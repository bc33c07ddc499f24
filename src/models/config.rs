//! Construction parameters
//!
//! The host hands every block its saved data, the user's tool config, its
//! style class names and the read-only flag. `BlockParams` carries all of
//! them with defaults so a host only fills in what it has.

use serde::{Deserialize, Serialize};

use crate::models::block::BlockData;

/// User-supplied tool configuration
#[derive(Serialize, Deserialize, Clone, Debug, Default, PartialEq, Eq)]
#[serde(default)]
pub struct BlockConfig {
    /// Empty-state hint for the text input. Absent, `null` or empty
    /// falls back to [`crate::tool::DEFAULT_PLACEHOLDER`].
    pub placeholder: Option<String>,
}

impl BlockConfig {
    pub fn with_placeholder(placeholder: impl Into<String>) -> Self {
        Self {
            placeholder: Some(placeholder.into()),
        }
    }

    /// Placeholder to show, after applying the default
    pub fn resolved_placeholder(&self) -> &str {
        match self.placeholder.as_deref() {
            Some(placeholder) if !placeholder.is_empty() => placeholder,
            _ => crate::tool::DEFAULT_PLACEHOLDER,
        }
    }
}

/// Class names from the host's style API (`api.styles`)
#[derive(Serialize, Deserialize, Clone, Debug, Default, PartialEq, Eq)]
#[serde(default)]
pub struct HostStyles {
    /// Class for any block wrapper
    pub block: String,
    /// Class for any text input
    pub input: String,
}

impl HostStyles {
    pub fn new(block: impl Into<String>, input: impl Into<String>) -> Self {
        Self {
            block: block.into(),
            input: input.into(),
        }
    }
}

/// Everything a block is constructed from
#[derive(Serialize, Deserialize, Clone, Debug, Default, PartialEq, Eq)]
#[serde(default, rename_all = "camelCase")]
pub struct BlockParams {
    /// Saved data; empty when the block is new
    pub data: BlockData,
    pub config: BlockConfig,
    pub styles: HostStyles,
    /// Render without allowing edits. Fixed for the block's lifetime.
    pub read_only: bool,
}

impl BlockParams {
    pub fn new(data: BlockData) -> Self {
        Self {
            data,
            ..Self::default()
        }
    }

    pub fn config(mut self, config: BlockConfig) -> Self {
        self.config = config;
        self
    }

    pub fn styles(mut self, styles: HostStyles) -> Self {
        self.styles = styles;
        self
    }

    pub fn read_only(mut self, read_only: bool) -> Self {
        self.read_only = read_only;
        self
    }
}
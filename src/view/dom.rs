//! Browser DOM view surface (web-sys)

use std::cell::RefCell;

use wasm_bindgen::closure::Closure;
use wasm_bindgen::{JsCast, JsValue};
use web_sys::{Document, Element, HtmlElement, HtmlTextAreaElement};

use crate::errors::{BlockError, Result};
use crate::view::{Height, InputListener, TextInputSpec, ViewSurface};

/// View surface backed by the page's `document`
///
/// Input listener closures are owned here, next to the element they are
/// attached to, until `remove_listeners` detaches them.
pub struct DomSurface {
    document: Document,
    listeners: RefCell<Vec<(HtmlElement, Closure<dyn FnMut()>)>>,
}

fn dom_error(context: &str, err: JsValue) -> BlockError {
    BlockError::Surface(format!("{}: {:?}", context, err))
}

fn add_classes(element: &Element, classes: &[&str]) -> Result<()> {
    let class_list = element.class_list();
    // DOMTokenList.add throws on empty tokens; a host may leave a style unset
    for class in classes.iter().filter(|class| !class.is_empty()) {
        class_list
            .add_1(class)
            .map_err(|e| dom_error("Failed to add class", e))?;
    }
    Ok(())
}

impl DomSurface {
    pub fn new() -> Result<Self> {
        let document = web_sys::window()
            .and_then(|window| window.document())
            .ok_or_else(|| BlockError::Surface("No global document".to_string()))?;
        Ok(Self::with_document(document))
    }

    pub fn with_document(document: Document) -> Self {
        Self {
            document,
            listeners: RefCell::new(Vec::new()),
        }
    }

    fn create(&self, tag: &str) -> Result<Element> {
        self.document
            .create_element(tag)
            .map_err(|e| dom_error(&format!("Failed to create <{}>", tag), e))
    }
}

impl ViewSurface for DomSurface {
    type Node = HtmlElement;

    fn create_container(&self, classes: &[&str]) -> Result<HtmlElement> {
        let element = self.create("div")?;
        add_classes(&element, classes)?;
        element
            .dyn_into::<HtmlElement>()
            .map_err(|e| dom_error("Container is not an HtmlElement", e.into()))
    }

    fn create_text_input(&self, spec: &TextInputSpec<'_>) -> Result<HtmlElement> {
        let element = self.create("textarea")?;
        add_classes(&element, spec.classes)?;

        let textarea = element
            .dyn_into::<HtmlTextAreaElement>()
            .map_err(|e| dom_error("Text input is not a textarea", e.into()))?;
        textarea.set_text_content(Some(spec.text));
        textarea.set_placeholder(spec.placeholder);
        textarea.set_disabled(spec.disabled);

        Ok(textarea.unchecked_into::<HtmlElement>())
    }

    fn append_child(&self, parent: &HtmlElement, child: &HtmlElement) -> Result<()> {
        parent
            .append_child(child)
            .map(|_| ())
            .map_err(|e| dom_error("Failed to append child", e))
    }

    fn on_input(&self, node: &HtmlElement, listener: InputListener) -> Result<()> {
        let mut listener = listener;
        let closure = Closure::<dyn FnMut()>::new(move || listener());
        node.add_event_listener_with_callback("input", closure.as_ref().unchecked_ref())
            .map_err(|e| dom_error("Failed to attach input listener", e))?;
        self.listeners.borrow_mut().push((node.clone(), closure));
        Ok(())
    }

    fn remove_listeners(&self, node: &HtmlElement) -> Result<()> {
        let target: &JsValue = node.as_ref();
        let detached: Vec<_> = {
            let mut listeners = self.listeners.borrow_mut();
            let (detached, kept): (Vec<_>, Vec<_>) = listeners
                .drain(..)
                .partition(|(element, _)| AsRef::<JsValue>::as_ref(element) == target);
            *listeners = kept;
            detached
        };

        for (element, closure) in &detached {
            element
                .remove_event_listener_with_callback("input", closure.as_ref().unchecked_ref())
                .map_err(|e| dom_error("Failed to detach input listener", e))?;
        }
        Ok(())
    }

    fn find_text_input(&self, view: &HtmlElement) -> Option<HtmlElement> {
        if view.is_instance_of::<HtmlTextAreaElement>() {
            return Some(view.clone());
        }
        view.query_selector("textarea")
            .ok()
            .flatten()
            .and_then(|element| element.dyn_into::<HtmlElement>().ok())
    }

    fn text_value(&self, node: &HtmlElement) -> String {
        node.dyn_ref::<HtmlTextAreaElement>()
            .map(|textarea| textarea.value())
            .unwrap_or_default()
    }

    fn set_height(&self, node: &HtmlElement, height: Height) -> Result<()> {
        node.style()
            .set_property("height", &height.to_css())
            .map_err(|e| dom_error("Failed to set height", e))
    }

    fn scroll_height(&self, node: &HtmlElement) -> u32 {
        node.scroll_height().max(0) as u32
    }
}
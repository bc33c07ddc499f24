//! Models module for the raw HTML block
//!
//! Plain data exchanged with the host editor.

pub mod block;
pub mod config;

// Re-export commonly used types
pub use block::*;
pub use config::*;
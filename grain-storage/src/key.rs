//! Storage key derivation.

use serde::{Deserialize, Serialize};
use std::fmt;

use crate::id::GrainId;

/// Separator between key components.
pub const KEY_SEPARATOR: char = '-';

/// Suffix marking the payload content type.
pub const KEY_SUFFIX: &str = ".json";

/// Key under which one grain's state blob is stored.
///
/// Always of the form `{provider}-{grain_type}-{grain_id}.json`.
#[derive(Debug, Clone, PartialEq, Eq, Hash, PartialOrd, Ord, Serialize, Deserialize)]
pub struct StorageKey(String);

impl StorageKey {
    /// The key as a string slice.
    pub fn as_str(&self) -> &str {
        &self.0
    }

    /// Consume the key and return the owned string.
    pub fn into_string(self) -> String {
        self.0
    }
}

impl fmt::Display for StorageKey {
    fn fmt(&self, f: &mut fmt::Formatter<'_>) -> fmt::Result {
        f.write_str(&self.0)
    }
}

impl AsRef<str> for StorageKey {
    fn as_ref(&self) -> &str {
        &self.0
    }
}

impl From<StorageKey> for String {
    fn from(key: StorageKey) -> Self {
        key.0
    }
}

/// Derive the storage key for a grain.
///
/// Pure and total. The provider name namespaces keys so several providers can
/// share one store.
pub fn derive_key(provider_name: &str, grain_type: &str, grain_id: &GrainId) -> StorageKey {
    StorageKey(format!(
        "{provider_name}{sep}{grain_type}{sep}{id}{KEY_SUFFIX}",
        sep = KEY_SEPARATOR,
        id = grain_id.to_key_string(),
    ))
}
#[cfg(test)]
mod tests {
    use super::*;
    use crate::error::{CodecError, StoreError};
    use crate::store::InMemoryKvStore;
    use serde::Deserialize;

    #[derive(Debug, Default, Clone, PartialEq, Serialize, Deserialize)]
    struct Account {
        balance: i64,
    }

    /// Connector handing out one pre-built store, so tests can reach into it.
    #[derive(Debug)]
    struct FixedConnector(Arc<InMemoryKvStore>);

    #[async_trait]
    impl StoreConnector for FixedConnector {
        async fn connect(&self, _target: &str) -> Result<Arc<dyn KvStore>, StoreError> {
            Ok(self.0.clone())
        }
    }

    /// Log sink for a test-local subscriber.
    #[derive(Clone, Default)]
    struct CapturedLogs(Arc<Mutex<Vec<u8>>>);

    impl CapturedLogs {
        fn contents(&self) -> String {
            let buf = self.0.lock().unwrap_or_else(|e| e.into_inner());
            String::from_utf8_lossy(&buf).into_owned()
        }
    }

    impl std::io::Write for CapturedLogs {
        fn write(&mut self, data: &[u8]) -> std::io::Result<usize> {
            self.0
                .lock()
                .unwrap_or_else(|e| e.into_inner())
                .extend_from_slice(data);
            Ok(data.len())
        }

        fn flush(&mut self) -> std::io::Result<()> {
            Ok(())
        }
    }

    fn options() -> GrainStorageOptions {
        GrainStorageOptions::builder()
            .connection_string("memory://test")
            .build()
    }

    async fn ready_provider() -> (KvGrainStorage, Arc<InMemoryKvStore>) {
        let store = Arc::new(InMemoryKvStore::new());
        let provider = KvGrainStorage::with_connector(
            "store",
            options(),
            Arc::new(FixedConnector(store.clone())),
        );
        provider.init().await.expect("init");
        (provider, store)
    }

    #[tokio::test]
    async fn test_init_transitions_to_ready() {
        let provider = KvGrainStorage::new("store", options());
        assert_eq!(provider.state(), ProviderState::Uninitialized);

        provider.init().await.expect("init");
        assert_eq!(provider.state(), ProviderState::Ready);
    }

    #[tokio::test]
    async fn test_init_twice_is_a_programming_error() {
        let (provider, _) = ready_provider().await;
        let err = provider.init().await.expect_err("second init");
        assert!(err.is_programming_error());
        assert!(matches!(
            err,
            GrainStorageError::Lifecycle(LifecycleError::AlreadyInitialized {
                state: ProviderState::Ready,
                ..
            })
        ));
    }

    #[tokio::test]
    async fn test_init_logs_elapsed_time() {
        let provider = KvGrainStorage::new("store", options());

        let logs = CapturedLogs::default();
        let subscriber = tracing_subscriber::fmt()
            .with_ansi(false)
            .with_writer({
                let logs = logs.clone();
                move || logs.clone()
            })
            .finish();
        let _guard = tracing::subscriber::set_default(subscriber);

        provider.init().await.expect("init");

        let output = logs.contents();
        let line = output
            .lines()
            .find(|line| line.contains("code=310102"))
            .unwrap_or_else(|| panic!("no init log: {output}"));
        let field = line
            .split_whitespace()
            .find_map(|token| token.strip_prefix("elapsed_ms="))
            .expect("elapsed_ms field");
        assert!(
            line.contains(&format!("took {} ms", field)),
            "message and field disagree: {line}"
        );
    }

    #[tokio::test]
    async fn test_init_twice_logs_init_error() {
        let (provider, _) = ready_provider().await;

        let logs = CapturedLogs::default();
        let subscriber = tracing_subscriber::fmt()
            .with_ansi(false)
            .with_writer({
                let logs = logs.clone();
                move || logs.clone()
            })
            .finish();
        let _guard = tracing::subscriber::set_default(subscriber);

        provider.init().await.expect_err("second init");

        let output = logs.contents();
        assert!(output.contains("ERROR"), "logs: {output}");
        assert!(output.contains("code=310103"), "logs: {output}");
        assert!(output.contains("already initialized"), "logs: {output}");
    }

    #[tokio::test]
    async fn test_operations_require_ready_state() {
        let (provider, _) = ready_provider().await;
        provider.set_state(ProviderState::Failed);

        let mut state = GrainState::<Account>::default();
        let err = provider
            .read_state("Account", &GrainId::from("42"), &mut state)
            .await
            .expect_err("provider no longer ready");
        assert!(matches!(
            err,
            GrainStorageError::Lifecycle(LifecycleError::NotReady {
                state: ProviderState::Failed,
                ..
            })
        ));
    }

    #[tokio::test]
    async fn test_operations_before_init_fail_fast() {
        let provider = KvGrainStorage::new("store", options());
        let id = GrainId::from("42");
        let mut state = GrainState::<Account>::default();

        let err = provider
            .read_state("Account", &id, &mut state)
            .await
            .expect_err("read before init");
        assert!(matches!(
            err,
            GrainStorageError::Lifecycle(LifecycleError::NotReady {
                state: ProviderState::Uninitialized,
                ..
            })
        ));
        assert!(provider
            .write_state("Account", &id, &state)
            .await
            .expect_err("write before init")
            .is_programming_error());
        assert!(provider
            .clear_state("Account", &id, &mut state)
            .await
            .expect_err("clear before init")
            .is_programming_error());
    }

    #[tokio::test]
    async fn test_init_failure_is_terminal() {
        let provider = KvGrainStorage::new(
            "store",
            GrainStorageOptions::builder()
                .connection_string("etcd://localhost:2379")
                .build(),
        );

        let err = provider.init().await.expect_err("unknown scheme");
        assert!(matches!(
            err,
            GrainStorageError::Initialization {
                source: InitError::Connect(StoreError::InvalidTarget { .. }),
                ..
            }
        ));
        assert_eq!(provider.state(), ProviderState::Failed);

        let err = provider.init().await.expect_err("no re-initialization");
        assert!(err.is_programming_error());

        let mut state = GrainState::<Account>::default();
        let err = provider
            .read_state("Account", &GrainId::from("1"), &mut state)
            .await
            .expect_err("failed provider refuses reads");
        assert!(matches!(
            err,
            GrainStorageError::Lifecycle(LifecycleError::NotReady {
                state: ProviderState::Failed,
                ..
            })
        ));
    }

    #[tokio::test]
    async fn test_init_rejects_missing_connection_string() {
        let provider = KvGrainStorage::new("store", GrainStorageOptions::default());
        let err = provider.init().await.expect_err("no target");
        assert!(matches!(
            err,
            GrainStorageError::Initialization {
                source: InitError::InvalidOptions(_),
                ..
            }
        ));
    }

    #[tokio::test]
    async fn test_init_rejects_empty_name() {
        let provider = KvGrainStorage::new("", options());
        assert!(matches!(
            provider.init().await,
            Err(GrainStorageError::Initialization {
                source: InitError::InvalidOptions(_),
                ..
            })
        ));
    }

    #[tokio::test]
    async fn test_read_sets_state_and_etag() {
        let (provider, store) = ready_provider().await;
        store
            .put("store-Account-s:42.json", br#"{"balance":100}"#.to_vec())
            .await
            .expect("seed");

        let mut state = GrainState::<Account>::default();
        provider
            .read_state("Account", &GrainId::from("42"), &mut state)
            .await
            .expect("read");

        assert_eq!(state.state.balance, 100);
        assert_eq!(state.etag(), Some("store-Account-s:42.json"));
    }

    #[tokio::test]
    async fn test_read_empty_payload_counts_as_absent() {
        let (provider, store) = ready_provider().await;
        store
            .put("store-Account-i:7.json", Vec::new())
            .await
            .expect("seed");

        let mut state = GrainState::new(Account { balance: 3 });
        provider
            .read_state("Account", &GrainId::from(7), &mut state)
            .await
            .expect("read");
        assert_eq!(state, GrainState::new(Account { balance: 3 }));
    }

    #[tokio::test]
    async fn test_read_decode_failure_leaves_state_untouched() {
        let (provider, store) = ready_provider().await;
        store
            .put("store-Account-s:42.json", br#"{"balance":"#.to_vec())
            .await
            .expect("seed");

        let mut state = GrainState {
            state: Account { balance: 5 },
            etag: Some("previous".to_string()),
        };
        let err = provider
            .read_state("Account", &GrainId::from("42"), &mut state)
            .await
            .expect_err("truncated payload");

        assert!(err.is_deserialization());
        assert_eq!(state.state.balance, 5);
        assert_eq!(state.etag(), Some("previous"));
    }

    #[tokio::test]
    async fn test_write_does_not_touch_etag() {
        let (provider, store) = ready_provider().await;
        let state = GrainState {
            state: Account { balance: 9 },
            etag: Some("kept".to_string()),
        };
        provider
            .write_state("Account", &GrainId::from("42"), &state)
            .await
            .expect("write");

        assert_eq!(state.etag(), Some("kept"));
        assert_eq!(
            store.get("store-Account-s:42.json").await.expect("get"),
            Some(br#"{"balance":9}"#.to_vec())
        );
    }

    #[tokio::test]
    async fn test_clear_keeps_state_value() {
        let (provider, store) = ready_provider().await;
        let id = GrainId::from("42");
        let mut state = GrainState::new(Account { balance: 1 });
        provider.write_state("Account", &id, &state).await.expect("write");
        provider.read_state("Account", &id, &mut state).await.expect("read");
        assert!(state.etag().is_some());

        provider.clear_state("Account", &id, &mut state).await.expect("clear");
        assert!(state.etag().is_none());
        assert_eq!(state.state.balance, 1);
        assert!(store.is_empty().await);
    }

    #[tokio::test]
    async fn test_clear_failure_keeps_etag() {
        let (provider, store) = ready_provider().await;
        store.set_unavailable(true);
        let mut state = GrainState {
            state: Account::default(),
            etag: Some("store-Account-i:1.json".to_string()),
        };

        let err = provider
            .clear_state("Account", &GrainId::from(1), &mut state)
            .await
            .expect_err("store down");
        assert!(matches!(
            err,
            GrainStorageError::Clear {
                source: OperationError::Store(StoreError::Unavailable(_)),
                ..
            }
        ));
        assert_eq!(state.etag(), Some("store-Account-i:1.json"));
    }

    #[tokio::test]
    async fn test_write_store_failure() {
        let (provider, store) = ready_provider().await;
        store.set_unavailable(true);

        let err = provider
            .write_state("Account", &GrainId::from(1), &GrainState::new(Account::default()))
            .await
            .expect_err("store down");
        assert!(err.is_store_failure());
        assert!(matches!(err, GrainStorageError::Write { .. }));
    }

    #[tokio::test]
    async fn test_write_error_carries_context() {
        struct Broken;
        impl Serialize for Broken {
            fn serialize<S: serde::Serializer>(&self, _: S) -> Result<S::Ok, S::Error> {
                Err(serde::ser::Error::custom("unrepresentable"))
            }
        }

        let (provider, _) = ready_provider().await;
        let err = provider
            .write_state("Account", &GrainId::from(3), &GrainState::new(Broken))
            .await
            .expect_err("encode fails");
        match err {
            GrainStorageError::Write {
                provider,
                grain_type,
                grain_id,
                key,
                source: OperationError::Codec(CodecError::Serialization(_)),
            } => {
                assert_eq!(provider, "store");
                assert_eq!(grain_type, "Account");
                assert_eq!(grain_id, "i:3");
                assert_eq!(key, "store-Account-i:3.json");
            }
            other => panic!("unexpected error: {other:?}"),
        }
    }

    #[tokio::test]
    async fn test_participate_subscribes_init_at_configured_stage() {
        let provider = Arc::new(KvGrainStorage::new(
            "store",
            GrainStorageOptions::builder()
                .connection_string("memory://test")
                .init_stage(1234)
                .build(),
        ));
        let mut lifecycle = SiloLifecycle::new();
        provider.clone().participate(&mut lifecycle);
        assert_eq!(lifecycle.len(), 1);

        lifecycle.start().await.expect("start");
        assert_eq!(provider.state(), ProviderState::Ready);
        assert_eq!(lifecycle.highest_completed_stage(), Some(1234));
    }

    #[test]
    fn test_event_codes() {
        assert_eq!(ProviderEvent::InitProvider.code(), 310_100);
        assert_eq!(ProviderEvent::ClearError.code(), 310_132);
    }
}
==*==
◆ **What you will do**
From the records above, quote only the lines running from the line with "the owned string." to the line with "impl From<StorageKey> for", both lines included.

◆ **Answer**
    /// Consume the key and return the owned string.
    pub fn into_string(self) -> String {
        self.0
    }
}

impl fmt::Display for StorageKey {
    fn fmt(&self, f: &mut fmt::Formatter<'_>) -> fmt::Result {
        f.write_str(&self.0)
    }
}

impl AsRef<str> for StorageKey {
    fn as_ref(&self) -> &str {
        &self.0
    }
}

impl From<StorageKey> for String {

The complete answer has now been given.